Dans Burp Suite, les chercheurs ont fait appel à Repeater pour poster directement la réponse SAML falsifiée dans leur instance Salesforce. En ouvrant la réponse dans un navigateur, ils ont vérifié qu’ils étaient bien connectés à Salesforce comme étant l’utilisateur ciblé, sans jamais interagir avec Entra ID.

Se défendre contre les attaques Silver SAML

Pour se prémunir efficacement contre les attaques Silver SAML dans Entra ID, les entreprises devraient utiliser exclusivement des certificats auto-signés Entra ID aux fins de signatures SAML.

Pour toute application SAML dans Entra ID, les certificats de signature SAML sont stockés dans le principal de service. L’API Graph peut être utilisée pour accéder aux informations exposées sur la clé de signature. Les éléments de clé privée ne sont pas exportables, empêchant les pirates de recueillir les informations indispensables au lancement d’une attaque Silver SAML.

Un administrateur général, un administrateur d’application, un administrateur d’application cloud ou un utilisateur à qui est déléguée la propriété d’une application est autorisé à modifier les clés de signature disponibles et à importer une clé de signature externe. Même s’il faudra mettre à jour l’application associée, les entreprises devraient limiter le nombre de propriétaires des applications dans Entra ID. Elles devraient tout au moins surveiller les changements apportés aux clés de signature SAML, surtout si la clé est encore loin de sa date d’expiration.
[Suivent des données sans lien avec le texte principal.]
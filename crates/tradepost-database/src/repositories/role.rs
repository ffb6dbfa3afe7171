//! Role assignment repository.

use sqlx::PgPool;
use uuid::Uuid;

use tradepost_core::error::{AppError, ErrorKind};
use tradepost_core::result::AppResult;
use tradepost_entity::user::{RoleAssignment, RoleSet, UserRole};

/// Repository for the `user_roles` table.
#[derive(Debug, Clone)]
pub struct RoleRepository {
    pool: PgPool,
}

impl RoleRepository {
    /// Create a new role repository.
    pub fn new(pool: PgPool) -> Self {
        Self { pool }
    }

    /// Roles held by a user.
    pub async fn roles_for(&self, user_id: Uuid) -> AppResult<RoleSet> {
        let roles: Vec<UserRole> =
            sqlx::query_scalar("SELECT role FROM user_roles WHERE user_id = $1")
                .bind(user_id)
                .fetch_all(&self.pool)
                .await
                .map_err(|e| {
                    AppError::with_source(ErrorKind::Database, "Failed to load user roles", e)
                })?;
        Ok(roles.into_iter().collect())
    }

    /// Every role assignment in the system.
    pub async fn all_assignments(&self) -> AppResult<Vec<RoleAssignment>> {
        sqlx::query_as::<_, RoleAssignment>("SELECT * FROM user_roles ORDER BY user_id, role")
            .fetch_all(&self.pool)
            .await
            .map_err(|e| {
                AppError::with_source(ErrorKind::Database, "Failed to list role assignments", e)
            })
    }

    /// Grant a role. Returns `false` when the user already held it.
    pub async fn grant(&self, user_id: Uuid, role: UserRole) -> AppResult<bool> {
        let result = sqlx::query(
            "INSERT INTO user_roles (user_id, role) VALUES ($1, $2) ON CONFLICT DO NOTHING",
        )
        .bind(user_id)
        .bind(role)
        .execute(&self.pool)
        .await
        .map_err(|e| match e {
            sqlx::Error::Database(ref db_err)
                if db_err.constraint() == Some("user_roles_user_id_fkey") =>
            {
                AppError::not_found(format!("User {user_id} not found"))
            }
            _ => AppError::with_source(ErrorKind::Database, "Failed to grant role", e),
        })?;
        Ok(result.rows_affected() > 0)
    }

    /// Revoke a role. Returns `false` when the user did not hold it.
    pub async fn revoke(&self, user_id: Uuid, role: UserRole) -> AppResult<bool> {
        let result = sqlx::query("DELETE FROM user_roles WHERE user_id = $1 AND role = $2")
            .bind(user_id)
            .bind(role)
            .execute(&self.pool)
            .await
            .map_err(|e| AppError::with_source(ErrorKind::Database, "Failed to revoke role", e))?;
        Ok(result.rows_affected() > 0)
    }
}
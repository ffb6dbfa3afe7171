//! Maps domain `AppError` to HTTP responses.

use axum::Json;
use axum::http::StatusCode;
use axum::response::{IntoResponse, Response};

use tradepost_core::error::ErrorKind;
use tradepost_core::types::ApiErrorResponse;

/// Response wrapper so the API crate can implement `IntoResponse` for the
/// core error type.
#[derive(Debug)]
pub struct ApiError(pub tradepost_core::AppError);

impl From<tradepost_core::AppError> for ApiError {
    fn from(err: tradepost_core::AppError) -> Self {
        Self(err)
    }
}

/// Status code and machine-readable code for an error kind.
pub fn status_for(kind: ErrorKind) -> (StatusCode, &'static str) {
    match kind {
        ErrorKind::Validation => (StatusCode::BAD_REQUEST, "VALIDATION_ERROR"),
        ErrorKind::Unauthorized => (StatusCode::UNAUTHORIZED, "UNAUTHORIZED"),
        ErrorKind::Forbidden => (StatusCode::FORBIDDEN, "FORBIDDEN"),
        ErrorKind::NotFound => (StatusCode::NOT_FOUND, "NOT_FOUND"),
        ErrorKind::Conflict => (StatusCode::CONFLICT, "CONFLICT"),
        ErrorKind::ServiceUnavailable => (StatusCode::SERVICE_UNAVAILABLE, "SERVICE_UNAVAILABLE"),
        ErrorKind::Internal
        | ErrorKind::Database
        | ErrorKind::Storage
        | ErrorKind::Configuration
        | ErrorKind::Serialization
        | ErrorKind::ExternalService => (StatusCode::INTERNAL_SERVER_ERROR, "INTERNAL_ERROR"),
    }
}

impl IntoResponse for ApiError {
    fn into_response(self) -> Response {
        let err = self.0;
        let (status, code) = status_for(err.kind);

        let message = if status == StatusCode::INTERNAL_SERVER_ERROR {
            tracing::error!(kind = %err.kind, error = %err.message, source = ?err.source, "Internal server error");
            "An internal error occurred".to_string()
        } else {
            err.message
        };

        let body = ApiErrorResponse {
            error: code.to_string(),
            message,
        };
        (status, Json(body)).into_response()
    }
}

#[cfg(test)]
mod tests {
    use super::*;
    use tradepost_core::AppError;

    #[test]
    fn test_status_mapping() {
        assert_eq!(status_for(ErrorKind::Validation).0, StatusCode::BAD_REQUEST);
        assert_eq!(status_for(ErrorKind::Unauthorized).0, StatusCode::UNAUTHORIZED);
        assert_eq!(status_for(ErrorKind::Forbidden).0, StatusCode::FORBIDDEN);
        assert_eq!(status_for(ErrorKind::Conflict).0, StatusCode::CONFLICT);
        assert_eq!(
            status_for(ErrorKind::Database).0,
            StatusCode::INTERNAL_SERVER_ERROR
        );
    }

    #[test]
    fn test_internal_message_is_hidden() {
        let response = ApiError(AppError::database("connection refused at 10.0.0.3")).into_response();
        assert_eq!(response.status(), StatusCode::INTERNAL_SERVER_ERROR);
    }
}
//! Message repository implementation.

use sqlx::PgPool;
use uuid::Uuid;

use tradepost_core::error::{AppError, ErrorKind};
use tradepost_core::result::AppResult;
use tradepost_entity::message::{CreateMessage, Message, MessageDetail};

/// Repository for buyer/seller messages.
#[derive(Debug, Clone)]
pub struct MessageRepository {
    pool: PgPool,
}

impl MessageRepository {
    /// Create a new message repository.
    pub fn new(pool: PgPool) -> Self {
        Self { pool }
    }

    /// Find a message by primary key.
    pub async fn find_by_id(&self, id: Uuid) -> AppResult<Option<Message>> {
        sqlx::query_as::<_, Message>("SELECT * FROM messages WHERE id = $1")
            .bind(id)
            .fetch_optional(&self.pool)
            .await
            .map_err(|e| AppError::with_source(ErrorKind::Database, "Failed to find message", e))
    }

    /// Insert a message.
    pub async fn create(&self, data: &CreateMessage) -> AppResult<Message> {
        sqlx::query_as::<_, Message>(
            "INSERT INTO messages (sender_id, recipient_id, listing_id, subject, content) \
             VALUES ($1, $2, $3, $4, $5) RETURNING *",
        )
        .bind(data.sender_id)
        .bind(data.recipient_id)
        .bind(data.listing_id)
        .bind(&data.subject)
        .bind(&data.content)
        .fetch_one(&self.pool)
        .await
        .map_err(|e| AppError::with_source(ErrorKind::Database, "Failed to send message", e))
    }

    /// Messages sent or received by a user, newest first.
    pub async fn find_for_user(&self, user_id: Uuid) -> AppResult<Vec<MessageDetail>> {
        sqlx::query_as::<_, MessageDetail>(
            "SELECT m.*, l.title AS listing_title, \
             sp.first_name AS sender_first_name, sp.company_name AS sender_company_name, \
             rp.first_name AS recipient_first_name, rp.company_name AS recipient_company_name \
             FROM messages m \
             LEFT JOIN listings l ON l.id = m.listing_id \
             LEFT JOIN profiles sp ON sp.user_id = m.sender_id \
             LEFT JOIN profiles rp ON rp.user_id = m.recipient_id \
             WHERE m.sender_id = $1 OR m.recipient_id = $1 \
             ORDER BY m.created_at DESC",
        )
        .bind(user_id)
        .fetch_all(&self.pool)
        .await
        .map_err(|e| AppError::with_source(ErrorKind::Database, "Failed to load messages", e))
    }

    /// Stamp `read_at` if the message is still unread.
    pub async fn mark_read(&self, id: Uuid) -> AppResult<Message> {
        sqlx::query_as::<_, Message>(
            "UPDATE messages SET read_at = COALESCE(read_at, NOW()) WHERE id = $1 RETURNING *",
        )
        .bind(id)
        .fetch_optional(&self.pool)
        .await
        .map_err(|e| AppError::with_source(ErrorKind::Database, "Failed to mark message read", e))?
        .ok_or_else(|| AppError::not_found(format!("Message {id} not found")))
    }

    /// Number of unread messages received by a user.
    pub async fn count_unread_received(&self, user_id: Uuid) -> AppResult<i64> {
        sqlx::query_scalar(
            "SELECT COUNT(*) FROM messages WHERE recipient_id = $1 AND read_at IS NULL",
        )
        .bind(user_id)
        .fetch_one(&self.pool)
        .await
        .map_err(|e| AppError::with_source(ErrorKind::Database, "Failed to count messages", e))
    }
}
Les entreprises peuvent réaliser un audit des actuels principaux de service configurés pour SAML et vérifier le paramètre displayName. Si le certificat utilisé est généré par Microsoft, il comportera la valeur CN=Microsoft Azure Federated SSO Certificate. Pour autant, rien n’empêche un pirate d’importer un certificat externe possédant le même nom de sujet.

Les entreprises peuvent également traquer, dans les journaux d’audit Entra ID, les modifications apportées à la propriété PreferredTokenSigningKeyThumbprint sous ApplicationManagement. Elles devront mettre ces événements en corrélation avec ceux liés à l’ajout d’informations d’identification pour le principal de service. La rotation des certificats expirés étant un processus courant, elles devront se prononcer sur la légitimité des événements d’audit. La mise en œuvre de processus de contrôle des changements pour documenter cette rotation peut concourir à diminuer la plus possible la confusion lors d’événements s’y rapportant.

Si une application prend à la fois en charge les protocoles SAML et OIDC (OpenID Connect) pour l’authentification, les entreprises devraient envisager de modifier l’intégration avec Entra ID au profit d’OIDC afin d’atténuer les effets de cette attaque. La complexité du changement, de SAML vers OIDC, dépend essentiellement de la façon dont le développeur de l’application a appliqué les standards.

Côté applicatif, les développeurs d’applications peuvent se protéger contre les attaques de diverses manières, par exemple en imposant des flux initiés par le prestataire de services les mettant à l’abri de ceux initiés par le fournisseur d’identités, qui se trouvent être les types d’attaques les plus dangereux.

Ne laissez pas Silver SAML vous prendre par surprise

À l’instar de l’attaque Golden SAML, les attaques Silver SAML peuvent être modérées, ou dévastatrices. Alors que l’adoption des environnements d’identité cloud et hybrides continue d’avoir le vent en poupe, il faut s’attendre à ce que les menaces ciblant les fournisseurs d’identités comme Entra ID se multiplient. Cet article montre que si une attaque Silver SAML est possible avec Entra ID, tout fournisseur d’identités vous permettant d’utiliser des certificats auto-signés est exposé. Les entreprises doivent désormais prendre des mesures décisives pour colmater les failles et remédier aux vulnérabilités dans ces environnements.